■ Dataset entries
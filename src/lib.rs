//! # FarmLink
//!
//! Client state for the FarmLink farm-produce storefront: the signed-in user,
//! the shopping cart and the order history, persisted in a key-value store
//! that survives restarts.
//!
//! ## Modules
//!
//! - [`storage`]: Persisted records, key-value backends and the typed state store
//! - [`storefront`]: Login, cart and checkout operations plus UI event handling
//! - [`views`]: Read-only navbar, cart and order-history view models
//! - [`config`]: TOML configuration with environment overrides
//!
//! ## Quick Start
//!
//! ```rust
//! use farmlink::{CartItem, CheckoutConfig, MemoryStore, Storefront};
//!
//! fn main() -> Result<(), Box<dyn std::error::Error>> {
//!     let mut shop = Storefront::new(MemoryStore::new(), CheckoutConfig::default());
//!
//!     shop.login("asha@farm.example")?;
//!     shop.add_to_cart(CartItem::new("Potato", "₹120 / kg".parse()?, "potato.webp"))?;
//!     shop.add_to_cart(CartItem::new("Red Apples", "₹180 / kg".parse()?, "apples.jpg"))?;
//!
//!     let summary = shop.cart_summary();
//!     println!("Total: {}", summary.total);
//!
//!     let order = shop.place_order()?;
//!     println!("Placed {} with {} items", order.order_id, order.items.len());
//!
//!     Ok(())
//! }
//! ```

pub mod config;
pub mod storage;
pub mod storefront;
pub mod views;

// Re-export top-level types for convenience
pub use storage::{
    CartItem, FileStore, KeyValueStore, MemoryStore, Order, OrderDate, OrderStatus, Price,
    PriceError, Slot, StateStore, StorageError, StorageResult, User,
};

pub use storefront::{
    CartSummary, Page, Reaction, Storefront, StorefrontError, StorefrontResult, UiEvent,
};

pub use views::{CartView, NavLink, NavbarView, OrderHistoryView};

pub use config::{CheckoutConfig, Config, ConfigError, LoggingConfig, StorageConfig};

■ Prompt
Check each line in the records above for the word "MemoryStore". Return those that have it.

■ Task solution
//! use farmlink::{CartItem, CheckoutConfig, MemoryStore, Storefront};
//!     let mut shop = Storefront::new(MemoryStore::new(), CheckoutConfig::default());
    CartItem, FileStore, KeyValueStore, MemoryStore, Order, OrderDate, OrderStatus, Price,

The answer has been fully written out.